Return all lines of the data in which the string "info" occurs.

[Collected data]
*** Begin section ***

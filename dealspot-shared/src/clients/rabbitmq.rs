use lapin::{
    options::*, types::FieldTable, BasicProperties, Channel, Connection, ConnectionProperties,
    Consumer,
};
use serde::Serialize;

use crate::types::Event;

const EXCHANGE_NAME: &str = "dealspot.events";

#[derive(Clone)]
pub struct RabbitMQClient {
    channel: Channel,
}

impl RabbitMQClient {
    pub async fn connect(url: &str) -> Result<Self, lapin::Error> {
        let conn = Connection::connect(url, ConnectionProperties::default()).await?;
        let channel = conn.create_channel().await?;

        // Declare the topic exchange
        channel
            .exchange_declare(
                EXCHANGE_NAME,
                lapin::ExchangeKind::Topic,
                ExchangeDeclareOptions {
                    durable: true,
                    ..Default::default()
                },
                FieldTable::default(),
            )
            .await?;

        tracing::info!(url = %url, "connected to RabbitMQ");
        Ok(Self { channel })
    }

    /// Publish an event with a routing key
    pub async fn publish<T: Serialize>(
        &self,
        routing_key: &str,
        event: &Event<T>,
    ) -> Result<(), lapin::Error> {
        let payload = serde_json::to_vec(event)
            .map_err(|e| {
                tracing::error!(error = %e, "failed to serialize event");
                lapin::Error::IOError(std::sync::Arc::new(std::io::Error::new(
                    std::io::ErrorKind::InvalidData,
                    e,
                )))
            })?;

        self.channel
            .basic_publish(
                EXCHANGE_NAME,
                routing_key,
                BasicPublishOptions::default(),
                &payload,
                BasicProperties::default()
                    .with_content_type("application/json".into())
                    .with_delivery_mode(2), // persistent
            )
            .await?
            .await?;

        tracing::debug!(
            routing_key = %routing_key,
            event_id = %event.id,
            "event published"
        );

        Ok(())
    }

    /// Declare a queue and bind it to routing keys
    pub async fn subscribe(
        &self,
        queue_name: &str,
        routing_keys: &[&str],
    ) -> Result<Consumer, lapin::Error> {
        // Declare durable queue
        self.channel
            .queue_declare(
                queue_name,
                QueueDeclareOptions {
                    durable: true,
                    ..Default::default()
                },
                FieldTable::default(),
            )
            .await?;

        // Bind queue to each routing key
        for key in routing_keys {
            self.channel
                .queue_bind(
                    queue_name,
                    EXCHANGE_NAME,
                    key,
                    QueueBindOptions::default(),
                    FieldTable::default(),
                )
                .await?;
        }

        // Start consuming
        let consumer = self.channel
            .basic_consume(
                queue_name,
                &format!("{queue_name}-consumer"),
                BasicConsumeOptions::default(),
                FieldTable::default(),
            )
            .await?;

        tracing::info!(
            queue = %queue_name,
            bindings = ?routing_keys,
            "subscribed to RabbitMQ queue"
        );

        Ok(consumer)
    }

    pub fn channel(&self) -> &Channel {
        &self.channel
    }
}
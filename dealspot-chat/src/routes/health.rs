use axum::Json;
use dealspot_shared::types::api::HealthResponse;

pub async fn health_check() -> Json<HealthResponse> {
    Json(HealthResponse::healthy("dealspot-chat", env!("CARGO_PKG_VERSION")))
}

*** End section ***

### ANSWER SPACE
        tracing::info!(url = %url, "connected to RabbitMQ");
        tracing::info!(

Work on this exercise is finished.